Yellow Roses

...the late bloomer (historically) in the Rose family.

Yellow roses are cheery and bright. Even the softest, palest yellow can brighten up the garden.

The color yellow has always been used to represent the sun. In the East, yellow represents wisdom, joy and power.

Just A Little Rose History...

In Europe, however, at the time yellow roses were introduced, this color was associated with jealousy and a dying love. As time passed, yellow became better known as a symbol of joy and friendship.

Sending yellow roses can send a message of appreciation and love… without the romantic overtones associated with red, orange and pink. Yellow roses will never fail to bring a smile to the recipient's face, as they can lift the spirits and brighten the day.

During the 1800's, a wild yellow rose was found growing in the Middle East. At the same time, this was an era of great innovation in hybridizing techniques for roses. It wasn't long before yellow roses began making their appearance in rose shows and eventually in gardens all over the world.

Yellow roses were not discovered until the mid-eighteenth century, even though other roses had been with us for millions of years.

The ancient roses were all found in the northern hemisphere and were essentially pink, although different shades of pink were found on different continents. White was also present and the species from the orient had the ability to repeat bloom, unlike those found in Europe.

It wasn't until the mid eighteenth century that wild yellow species were discovered growing from South East Asia through to Afghanistan. These roses had the full scale of yellows: from pale to dark.

Yellow Rose Blooms

There are three yellow species roses that form the parents for the modern yellow hybrids.

Rosa Ecae is a native of Afghanistan and has small blooms that look more like buttercups.
Rosa Foetida is a large bush to eight feet or mare and displays true yellow blooms.
Rosa Hemisphaerica (the Sulphur rose) is from South East Asia and carries double blooms of pure yellow. (The peculiar fragrance is that of sulphur!)

It was the well traveled Dutch and French who practiced hybridizing, who started the ball rolling. This was true of all species. In the 18th century we had about two dozen rose species but by the beginning of the 19th century there were more than 1 000 varieties of roses, although most were still in shades of pink, red or white.

True golden yellow was still quite rare, and what there was, tended to fade quickly to pale yellow and white.

Joseph Pernet-Ducher, in France, added Rosa foetida persiana to the breeding program and after many attempts produced "Soleil dÓr" which became the fore-runner to many of our yellow blends and bi-colors. The "Peace" rose is one of these.
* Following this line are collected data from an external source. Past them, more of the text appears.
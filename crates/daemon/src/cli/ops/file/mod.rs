use clap::{Args, Subcommand};

pub mod download;
pub mod upload;

use common::names::format_file_size;
use common::prelude::FileRecord;
use dataroom_daemon::http_server::api::client::ApiError;
use dataroom_daemon::http_server::api::v0::files::{
    DeleteRequest, GetRequest, ListRequest, RenameRequest, UrlRequest,
};

use crate::cli::op::{Op, OpContext};

crate::command_enum! {
    (Ls, ListRequest),
    (Get, GetRequest),
    (Url, UrlRequest),
    (Upload, upload::Upload),
    (Download, download::Download),
    (Rename, RenameRequest),
    (Rm, DeleteRequest),
}

pub type FileCommand = Command;

#[derive(Args, Debug, Clone)]
pub struct File {
    #[command(subcommand)]
    pub command: FileCommand,
}

#[async_trait::async_trait]
impl Op for File {
    type Error = OpError;
    type Output = OpOutput;

    async fn execute(&self, ctx: &OpContext) -> Result<Self::Output, Self::Error> {
        self.command.execute(ctx).await
    }
}

#[derive(Debug, thiserror::Error)]
pub enum FileOpError {
    #[error("API error: {0}")]
    Api(#[from] ApiError),
}

pub(crate) fn describe(file: &FileRecord) -> String {
    format!(
        "{}  {}  {}",
        file.id,
        file.name,
        format_file_size(file.size)
    )
}

#[async_trait::async_trait]
impl Op for ListRequest {
    type Error = FileOpError;
    type Output = String;

    async fn execute(&self, ctx: &OpContext) -> Result<Self::Output, Self::Error> {
        let mut client = ctx.client.clone();
        let response = client.call(self.clone()).await?;

        if response.files.is_empty() {
            return Ok("No files found".to_string());
        }
        Ok(response
            .files
            .iter()
            .map(describe)
            .collect::<Vec<_>>()
            .join("\n"))
    }
}

#[async_trait::async_trait]
impl Op for GetRequest {
    type Error = FileOpError;
    type Output = String;

    async fn execute(&self, ctx: &OpContext) -> Result<Self::Output, Self::Error> {
        let mut client = ctx.client.clone();
        let file = client.call(self.clone()).await?;
        Ok(format!(
            "{}\n  type:    {}\n  created: {}\n  updated: {}",
            describe(&file),
            file.mime_type,
            file.created_at,
            file.updated_at
        ))
    }
}

#[async_trait::async_trait]
impl Op for UrlRequest {
    type Error = FileOpError;
    type Output = String;

    async fn execute(&self, ctx: &OpContext) -> Result<Self::Output, Self::Error> {
        let mut client = ctx.client.clone();
        let response = client.call(self.clone()).await?;
        Ok(match response.url {
            Some(url) => url.to_string(),
            None => "No content has been uploaded for this file".to_string(),
        })
    }
}

#[async_trait::async_trait]
impl Op for RenameRequest {
    type Error = FileOpError;
    type Output = String;

    async fn execute(&self, ctx: &OpContext) -> Result<Self::Output, Self::Error> {
        let mut client = ctx.client.clone();
        let file = client.call(self.clone()).await?;
        Ok(format!("Renamed file {} to '{}'", file.id, file.name))
    }
}

#[async_trait::async_trait]
impl Op for DeleteRequest {
    type Error = FileOpError;
    type Output = String;

    async fn execute(&self, ctx: &OpContext) -> Result<Self::Output, Self::Error> {
        let mut client = ctx.client.clone();
        let response = client.call(self.clone()).await?;
        Ok(format!("Deleted file {}", response.file_id))
    }
}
The first golden yellow hybrid Tea was "Rayon dÓr" introduced n 1910, but it was weak and very prone to blackspot, something many of the early yellows suffered from. Many of these early products did not smell very good so they were not the popular color with the Victorians that they are today. "Rayon dÓr, by the way, did receive the National Rose Society of Great Britain's Gold Medal.

So What Do We Suggest?

Today we have a large array of yellow roses to chose from and they have had disease resistance and vigor bred into them. Fragrance has improved and the range of shades of yellow is vast, you only have to walk around your local rose grower or garden center to see the selection.

You can find yellow roses in shades ranging from the palest primrose or butter colors to a sunny color to a vibrant chrome yellow that almost seems to glow.

With all of these colors of yellow to choose from, you're sure to find one that speaks to you of sunshine and happiness.

Peace – Probably the most famous yellow rose of all, this variety is available as a hybrid tea and as a climbing rose. The blossoms are extremely large and pale yellow, complemented with a blush of pink. A vigorous grower, Peace requires only basic care to thrive. It was introduced to America after World War II, where it became an immediate success in gardens all over the country.

Sarah Juanita – this medium yellow, moderately fragrant shrub rose blooms repeatedly throughout the season. The buds begin as a rich yellow tight roll, which opens to an almost flat blossom with 10 or more petals and dark yellow stamens. As the bloom ages, it looks attractively windblown and the color fades to a pale yellow.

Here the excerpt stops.